Changes to RPI inflation and your pension

03/12/2020

Changes to the way pensions are calculated will cost many people thousands of pounds a year, reports The Times Online (28/11/2020)

From 2030 the retail prices index (RPI) measure that determines the rates of some pensions will be replaced with the consumer prices index including housing costs (CPIH) which has historically been about 0.8 percentage points lower.

The move is a blow to anyone who is either saving into or receiving an income from a Defined Benefit pension, where payments in retirement are dependent not on stock market returns, but a set formula linked to RPI. Anyone who bought an annuity — an income for life — that rises in line with RPI will also lose out.

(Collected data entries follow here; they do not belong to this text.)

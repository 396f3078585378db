//! # Node Runtime
//!
//! Starts the debug console with its terminal session and, when enabled,
//! the `/console` socket endpoint.
//!
//! ## Startup Sequence
//!
//! 1. Parse flags
//! 2. Load configuration (file, then `QC_*` env, then flags)
//! 3. Install logging
//! 4. Run until Ctrl-C, `exit` or the watched process exiting

use std::time::Duration;

use anyhow::{Context, Result};
use clap::Parser;
use tracing::info;

use node_runtime::{load_config, logging, Args, NodeRuntime, RuntimeOptions};

/// A pending stdin read cannot be cancelled, so the runtime is not waited
/// on for longer than this.
const RUNTIME_SHUTDOWN_TIMEOUT: Duration = Duration::from_millis(500);

fn main() -> Result<()> {
    let args = Args::parse();
    let config = load_config(&args).context("Failed to load configuration")?;
    logging::init(&config.log_level)?;

    let options = RuntimeOptions {
        terminal: !args.no_terminal,
        watch_pid: args.watchpid,
    };

    let runtime = tokio::runtime::Builder::new_multi_thread()
        .enable_all()
        .build()
        .context("Failed to build tokio runtime")?;
    let result = runtime.block_on(NodeRuntime::new(config, options).run());
    runtime.shutdown_timeout(RUNTIME_SHUTDOWN_TIMEOUT);

    let reason = result?;
    info!(?reason, "Node runtime stopped");
    Ok(())
}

Many Defined Benefit pensioners will suffer a reduction in lifetime benefits, with women (who live longer) and younger savers (who face years of less generous pensions from 2030) experiencing the greatest reduction, according to the Pensions Policy Institute.

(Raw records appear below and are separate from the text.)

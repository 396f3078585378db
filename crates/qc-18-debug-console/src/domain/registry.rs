//! Monitored key registry
//!
//! Process-wide set of keys the operator wants traced, each bound to the
//! sink that receives the trace output. A key is present if and only if
//! tracing is enabled for it.
//!
//! ## Invariants
//!
//! - First writer wins: adding a key that is already present never rebinds
//!   its sink.
//! - Readers never block each other. Every operation takes the lock exactly
//!   once, so a concurrent reader sees the map either before or after a
//!   write.

use crate::domain::monitor::MonitorKey;
use crate::domain::sink::OutputSink;
use parking_lot::RwLock;
use std::collections::hash_map::Entry;
use std::collections::HashMap;
use std::sync::Arc;

#[derive(Debug, Default)]
pub struct KeyRegistry {
    entries: RwLock<HashMap<MonitorKey, OutputSink>>,
}

impl KeyRegistry {
    pub fn new() -> Self {
        Self::default()
    }

    /// Inserts `key` bound to `sink`. Returns false if it was already
    /// present, in which case the existing sink is kept.
    pub fn add(&self, key: MonitorKey, sink: OutputSink) -> bool {
        match self.entries.write().entry(key) {
            Entry::Occupied(_) => false,
            Entry::Vacant(slot) => {
                slot.insert(sink);
                true
            }
        }
    }

    /// Removes `key`. Returns whether it was present.
    pub fn remove(&self, key: &[u8]) -> bool {
        self.entries.write().remove(key).is_some()
    }

    /// Removes `key` only while it is still bound to `sink`.
    pub fn remove_if_bound(&self, key: &[u8], sink: &OutputSink) -> bool {
        let mut entries = self.entries.write();
        match entries.get(key) {
            Some(bound) if bound.same_destination(sink) => {
                entries.remove(key);
                true
            }
            _ => false,
        }
    }

    /// Removes the key if present, adds it otherwise. Returns true when
    /// the key was added.
    pub fn toggle(&self, key: MonitorKey, sink: OutputSink) -> bool {
        let mut entries = self.entries.write();
        if entries.remove(key.as_bytes()).is_some() {
            false
        } else {
            entries.insert(key, sink);
            true
        }
    }

    /// Returns the sink of the first key in `keys` that is present.
    pub fn is_monitored(&self, keys: &[&[u8]]) -> Option<OutputSink> {
        let entries = self.entries.read();
        keys.iter().find_map(|key| entries.get(*key).cloned())
    }

    pub fn contains(&self, key: &[u8]) -> bool {
        self.entries.read().contains_key(key)
    }

    pub fn len(&self) -> usize {
        self.entries.read().len()
    }

    pub fn is_empty(&self) -> bool {
        self.entries.read().is_empty()
    }

    /// Snapshot of the monitored keys.
    pub fn keys(&self) -> Vec<MonitorKey> {
        self.entries.read().keys().cloned().collect()
    }

    /// Drops every entry. Called at process shutdown.
    pub fn clear(&self) {
        self.entries.write().clear();
    }

    /// Watches `key` until the returned guard is dropped.
    ///
    /// Returns `None` if the key is already watched; the existing watch is
    /// left alone and nothing is removed later.
    pub fn watch_temporarily(
        self: &Arc<Self>,
        key: MonitorKey,
        sink: OutputSink,
    ) -> Option<WatchGuard> {
        self.add(key.clone(), sink.clone()).then(|| WatchGuard {
            registry: Arc::clone(self),
            key,
            sink,
        })
    }
}

/// Removes a temporarily watched key on drop, unless it has been rebound
/// to another sink in the meantime.
#[derive(Debug)]
#[must_use = "the key is unwatched as soon as the guard is dropped"]
pub struct WatchGuard {
    registry: Arc<KeyRegistry>,
    key: MonitorKey,
    sink: OutputSink,
}

impl WatchGuard {
    pub fn key(&self) -> &MonitorKey {
        &self.key
    }
}

impl Drop for WatchGuard {
    fn drop(&mut self) {
        self.registry.remove_if_bound(self.key.as_bytes(), &self.sink);
    }
}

Take someone who has an annual pension income of £15,000 a year linked to RPI. Over the course of a 30-year retirement, if RPI rose 2.8 per cent a year they would get a total income of £710,299. If it rose in line with CPIH at 2 per cent, over the same 30-year retirement they would get roughly £620,691.

Will it affect the state pension?
No. The state pension rises by 2.5 per cent in April in line with the government’s “triple-lock” promise. It goes up by CPI (which does not include owner-occupier housing costs), wage growth, or 2.5 per cent, whichever is higher.

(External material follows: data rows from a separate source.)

impl InMemoryBackend {
    pub fn new(key_pair: KeyPair) -> Self {
        Self {
            key_pair,
            user_agent: format!("{}/{}", crate::APP_NAME, crate::VERSION),
            features: FeatureSet {
                ipv4_listen: true,
                ipv6_listen: false,
                firewall: false,
            },
            networks: RwLock::new(Vec::new()),
            peers: RwLock::new(HashMap::new()),
            remote_peers: RwLock::new(HashMap::new()),
            warehouse: RwLock::new(HashMap::new()),
            dht: RwLock::new(HashMap::new()),
            remote_files: RwLock::new(HashMap::new()),
            blocks: RwLock::new(HashMap::new()),
            index: RwLock::new(Vec::new()),
            transfers: RwLock::new(Vec::new()),
            chats: RwLock::new(Vec::new()),
            hooks: RwLock::new(None),
            bucket_refresh_disabled: AtomicBool::new(false),
            lookup_delay: RwLock::new(Duration::ZERO),
            lookups: AtomicUsize::new(0),
        }
    }

    /// A peer with one active loopback connection.
    pub fn connected_peer(public_key: PublicKey) -> PeerInfo {
        let now = Utc::now();
        let mut peer = PeerInfo::new(public_key);
        peer.user_agent = "memory-peer".to_string();
        peer.active_connections.push(ConnectionInfo {
            status: ConnectionStatus::Active,
            adapter: "lo".to_string(),
            local: SocketAddr::from(([127, 0, 0, 1], 112)),
            remote: SocketAddr::from(([127, 0, 0, 1], 113)),
            last_packet_in: now,
            last_packet_out: now,
            rtt: Some(Duration::from_millis(1)),
            port_internal: 113,
            port_external: 0,
        });
        peer
    }

    // -------------------------------------------------------------------------
    // Seeding
    // -------------------------------------------------------------------------

    pub fn add_network(&self, network: NetworkInfo) {
        self.networks.write().push(network);
    }

    /// Adds a peer to the local routing table.
    pub fn add_peer(&self, peer: PeerInfo) {
        self.peers.write().insert(peer.node_id(), peer);
    }

    /// Adds a peer that only a DHT lookup finds.
    pub fn add_remote_peer(&self, peer: PeerInfo) {
        self.remote_peers.write().insert(peer.node_id(), peer);
    }

    /// Makes `data` available for transfer from any peer.
    pub fn add_remote_file(&self, hash: Hash256, data: Vec<u8>) {
        let size = data.len() as u64;
        self.add_remote_file_with_header(
            hash,
            data,
            TransferHeader {
                file_size: size,
                transfer_size: size,
            },
        );
    }

    /// Like [`add_remote_file`](Self::add_remote_file) with an explicit
    /// transfer header, which may disagree with the data.
    pub fn add_remote_file_with_header(&self, hash: Hash256, data: Vec<u8>, header: TransferHeader) {
        self.remote_files.write().insert(
            hash,
            RemoteFile {
                data: Arc::new(data),
                header,
                served: Arc::new(AtomicU64::new(0)),
                end_reason: TerminateReason::None,
            },
        );
    }

    /// Makes streams of the remote file `hash` report `reason` when its
    /// data runs out, as a remote that shuts the transfer down would.
    pub fn set_remote_end_reason(&self, hash: &Hash256, reason: TerminateReason) {
        if let Some(file) = self.remote_files.write().get_mut(hash) {
            file.end_reason = reason;
        }
    }

    /// Bytes of the remote file `hash` handed out so far.
    pub fn remote_bytes_served(&self, hash: &Hash256) -> u64 {
        self.remote_files
            .read()
            .get(hash)
            .map_or(0, |file| file.served.load(Ordering::Relaxed))
    }

    /// Publishes block `block.number` of `blockchain`.
    pub fn add_block(&self, blockchain: PublicKey, block: DecodedBlock) {
        self.blocks.write().insert((blockchain, block.number), block);
    }

    pub fn add_index_entry(&self, result: SearchResult) {
        self.index.write().push(result);
    }

    pub fn add_transfer(&self, transfer: TransferSnapshot) {
        self.transfers.write().push(transfer);
    }

    /// Delays every lookup, to test timeouts and cancellation.
    pub fn set_lookup_delay(&self, delay: Duration) {
        *self.lookup_delay.write() = delay;
    }

    /// Number of DHT lookups started so far.
    pub fn lookups(&self) -> usize {
        self.lookups.load(Ordering::Relaxed)
    }

    pub fn chats(&self) -> Vec<String> {
        self.chats.read().clone()
    }

    // -------------------------------------------------------------------------
    // Event emission
    // -------------------------------------------------------------------------

    fn hooks(&self) -> Option<EventHooks> {
        self.hooks.read().clone()
    }

    /// Raises the search steps of one lookup for `key`.
    fn emit_lookup(&self, operation: &str, key: &[u8]) {
        let Some(hooks) = self.hooks() else {
            return;
        };
        let self_id = self.key_pair.node_id();
        let hook = &hooks.search_status;
        hook.on_search_step(&SearchStep::new(
            operation,
            key,
            format_args!("Start lookup of {} bytes key", key.len()),
        ));
        hook.on_search_step(&SearchStep::new(
            "search.startSearch",
            key,
            format_args!("Search with {} known contacts", self.peers.read().len()),
        ));
        hook.on_search_step(&SearchStep::new(
            "search.sendInfoRequest",
            key,
            format_args!("Send info request from {self_id}"),
        ));
    }

    fn emit_ping(&self, peer: &PeerInfo) {
        let Some(hooks) = self.hooks() else {
            return;
        };
        hooks.message_out.on_message_out(&OutboundMessage {
            receiver: &peer.identity,
            command: MessageCommand::Ping,
            decoded: None,
        });
        hooks.message_in.on_message_in(&InboundMessage {
            peer: &peer.identity,
            command: MessageCommand::Pong,
            sender_public_key: peer.identity.public_key,
            decoded: None,
        });
    }

    fn encode_block(blockchain: &PublicKey, number: u64) -> Vec<u8> {
        let mut raw = Vec::with_capacity(BLOCK_MAGIC.len() + PUBLIC_KEY_SIZE + 8);
        raw.extend_from_slice(BLOCK_MAGIC);
        raw.extend_from_slice(blockchain.as_bytes());
        raw.extend_from_slice(&number.to_be_bytes());
        raw
    }
}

Why is the measure changing?
Statisticians argue that CPIH is a more accurate and robust way of measuring changes in the cost of living.

Haven’t some pension schemes already moved to CPI?
Yes, most notably public sector pensions, which were changed from RPI to CPI in January 2011. Tesco’s pension fund switched in 2012, affecting about 170,000 people. British Airways has also stopped increasing its defined benefit pensions in line with RPI and will now do so on a discretionary basis, based on affordability.

How will it affect pension schemes?
Defined benefit pension schemes are in a deficit of £279.5 billion. The overall impact will depend on the investments they hold. Those with a heavy exposure to UK index-linked gilts could suffer a drop in the value of these investments from 2030, meaning they will need to find more cash to meet their pension promises.

The Pension Protection Fund, the government safety net for defined benefit pension savers whose companies go bust, estimates that the change will mean a £1 billion hit to its balance sheet.

On the plus side, where pension payments are linked to RPI, it will mean a reduction in pension scheme liabilities because pension benefits will rise more slowly.